A Volandia è sbocciata la primavera…. di novità

Che a Volandia il “work in progress” sia una parola d’ordine che permette
al museo di non essere mai uguale a se stesso è sotto gli occhi di tutti. E
lo sarà ancor di più da sabato 4 marzo con l’avvio della stagione
primaverile che riserverà al pubblico grandi novità (museo aperto tutti i
giorni tranne il lunedì). A partire dalla nuova sezione simulatori che si
snoda lungo un percorso adatto sia a chi si avvicina al volo virtuale per
la prima volta sia a chi, invece, è già un “pilota” esperto.

Il nuovo padiglione simulatori è infatti composto da alcune postazioni di
training, dove i visitatori possono “esercitarsi” prima di passare alle
postazioni “cockpit” per poi concludere il percorso con il simulatore MB339
che richiede capacità di volo avanzate.
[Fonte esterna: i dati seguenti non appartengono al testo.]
//! Runtime asset plugin: mode-aware config module plus fingerprinted copies.

use std::sync::atomic::{AtomicBool, Ordering};

use anyhow::{Context, Result};

use super::{BuildPlugin, PluginError};
use crate::asset::{CopyReport, FingerprintMap, HashRegistry, TrackedAsset, finalize_copy};
use crate::config::{ConfigError, RuntimeAssetsConfig};
use crate::core::{BuildMode, ModeCell};
use crate::module::{InternalId, render_source};
use crate::{debug, log};

/// Plugin name reported to the host.
pub const PLUGIN_NAME: &str = "runtime-assets";

/// Build-lifetime state for one pipeline invocation.
///
/// Construct one instance per build; the mode and the fingerprint map are
/// fields, never process-wide statics.
#[derive(Debug)]
pub struct RuntimeAssetsPlugin {
    config: RuntimeAssetsConfig,
    assets: [TrackedAsset; 2],
    internal_id: InternalId,
    mode: ModeCell,
    registry: HashRegistry,
    copied: AtomicBool,
}

impl RuntimeAssetsPlugin {
    /// Create a plugin for one build. Rejects configs that fail validation.
    pub fn new(config: RuntimeAssetsConfig) -> Result<Self, ConfigError> {
        config.validate()?;
        Ok(Self {
            assets: config.tracked_assets(),
            internal_id: InternalId::for_public(&config.module.id),
            registry: HashRegistry::new(config.output.hash_length),
            mode: ModeCell::new(),
            copied: AtomicBool::new(false),
            config,
        })
    }

    pub fn config(&self) -> &RuntimeAssetsConfig {
        &self.config
    }

    pub fn registry(&self) -> &HashRegistry {
        &self.registry
    }

    // ========================================================================
    // Mode
    // ========================================================================

    /// Record the mode resolved by the host. Call once before loading.
    pub fn record_resolved_mode(&self, mode: BuildMode) -> Result<(), PluginError> {
        self.mode.record(mode)?;
        debug!("mode"; "{}", mode);
        Ok(())
    }

    pub fn current_mode(&self) -> Option<BuildMode> {
        self.mode.get()
    }

    // ========================================================================
    // Virtual module
    // ========================================================================

    /// Claim the public virtual module id.
    pub fn resolve(&self, requested: &str) -> Option<InternalId> {
        InternalId::resolve(requested, &self.config.module.id)
    }

    /// Generate the virtual module source for the internal marker id.
    ///
    /// In build mode the first call fingerprints the tracked assets; later
    /// calls reuse the memoized map and return identical text.
    pub fn load_virtual(&self, id: &str) -> Result<Option<String>, PluginError> {
        if !self.internal_id.matches(id) {
            return Ok(None);
        }

        let mode = self.mode.require()?;
        let empty = FingerprintMap::new();
        let map = match mode {
            BuildMode::Serve => &empty,
            BuildMode::Build => self.fingerprints(),
        };

        Ok(Some(render_source(mode, map, &self.config)))
    }

    /// Memoized fingerprints of the tracked assets.
    pub fn fingerprints(&self) -> &FingerprintMap {
        self.registry.get_or_compute(&self.assets)
    }

    // ========================================================================
    // Output
    // ========================================================================

    /// Copy fingerprinted assets into the output directory.
    ///
    /// No-op in serve mode and on every call after the first. If the virtual
    /// module was never loaded the map is empty and nothing is copied.
    pub fn finalize_copy(&self) -> Result<CopyReport> {
        if !self.mode.require()?.is_build() {
            return Ok(CopyReport::default());
        }

        if self.copied.swap(true, Ordering::SeqCst) {
            debug!("assets"; "runtime assets already copied for this build");
            return Ok(CopyReport::default());
        }

        let empty = FingerprintMap::new();
        let map = self.registry.get().unwrap_or(&empty);
        if map.is_empty() {
            debug!("assets"; "no fingerprinted runtime assets to copy");
        }

        let report = finalize_copy(map, &self.config.source_dir(), &self.config.output_dir())?;
        if !report.copied.is_empty() {
            log!(
                "assets";
                "copied {} runtime assets to {}",
                report.copied.len(),
                self.config.output_dir().display()
            );
        }
        Ok(report)
    }
}

impl BuildPlugin for RuntimeAssetsPlugin {
    fn name(&self) -> &str {
        PLUGIN_NAME
    }

    fn config_resolved(&self, mode: BuildMode) -> Result<()> {
        self.record_resolved_mode(mode)?;
        Ok(())
    }

    fn resolve_id(&self, id: &str) -> Option<String> {
        self.resolve(id).map(InternalId::into_string)
    }

    fn load(&self, id: &str) -> Result<Option<String>> {
        let source = self
            .load_virtual(id)
            .with_context(|| format!("failed to load `{}`", self.internal_id))?;
        Ok(source)
    }

    fn close_bundle(&self) -> Result<()> {
        self.finalize_copy()
            .context("failed to emit runtime assets")?;
        Ok(())
    }
}
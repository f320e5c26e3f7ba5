//! Tracked runtime assets.

use std::fmt;
use std::path::{Path, PathBuf};

/// What a tracked asset is used for at runtime.
#[derive(Debug, Clone, Copy, PartialEq, Eq, Hash)]
pub enum AssetRole {
    /// JS glue that instantiates the binary module.
    Loader,
    /// The WASM binary itself.
    Binary,
}

impl AssetRole {
    pub const fn as_str(&self) -> &'static str {
        match self {
            Self::Loader => "loader",
            Self::Binary => "binary",
        }
    }
}

impl fmt::Display for AssetRole {
    fn fmt(&self, f: &mut fmt::Formatter<'_>) -> fmt::Result {
        f.write_str(self.as_str())
    }
}

/// A runtime file handled by the plugin.
#[derive(Debug, Clone, PartialEq, Eq)]
pub struct TrackedAsset {
    pub role: AssetRole,
    /// Logical file name, also the fallback output name.
    pub name: String,
    /// Absolute path of the source file.
    pub source: PathBuf,
}

impl TrackedAsset {
    /// Create an asset named `name` inside `source_dir`.
    pub fn new(role: AssetRole, name: impl Into<String>, source_dir: &Path) -> Self {
        let name = name.into();
        let source = source_dir.join(&name);
        Self { role, name, source }
    }
}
È possibile anche prenotare le
sessioni di volo simulato direttamente dal sito (www.volandia.it) con un
piccolo contributo di 2 euro all’associazione di Volontari che gestisce e
sviluppa il padiglione simulatori. Pezzo di punta è il nuovo A129 Mangusta
in cui il pubblico, a breve, potrà assistere comodamente seduto a bordo
alla proiezione di un filmato propedeutico per poi cimentarsi con il
simulatore dell’A139 Leonardo. Salire a bordo del Mangusta sarà anche
l’occasione giusta per un selfie indimenticabile.

Ma le novità per questa primavera non finiscono certo qui: è appena
arrivato a Volandia, direttamente dall’aeroporto di Orio al Serio – un
Fokker 27, cargo Miniliner che è stato posizionato nel prato  fronte
Malpensa vicino al Dc 9 presidenziale sul quale proseguono i lavori di
restauro in vista dell’inaugurazione. Un altro velivolo di “grande stazza”,
un biturboelica, sinonimo di sicurezza, tanto che negli anni Settanta la
famiglia reale britannica era autorizzata a volare tutta insieme solo sui
Fokker 27.

E poi ancora: sono entrati a far parte della grande famiglia di Volandia anche un Katana T30, monoplano monoposto acrobatico e coloratissimo, dalle alte prestazioni che raggiunge una velocità massima di 506 chilometri orari e un Monnet Monerai, aliante autocostruito da un gruppo di amici nel 1984 per poi essere modificato e trasformato in motoaliante con l’adozione di un piccolo motore a pistoni. In seguito fu montato un motore elettrico che consentì al Monnet Monerai di effettuare i primi voli nel 1988 raggiungendo una velocità massima di 190 chilometri orari.

Sono in fase finale anche lavori di recupero sul plastico Ogliari che tornerà a breve alla piena funzionalità con la circolazione contemporanea di 12 treni. E accanto alla Città ideale del professor Ogliari un vero e proprio Padiglione del Modellismo, con i 1200 modellini aerei della Collezione Piazzai, altri plastici ferroviari e la Collezione Carlo Bardelli: una sorta di museo del Modellismo dentro al museo del volo.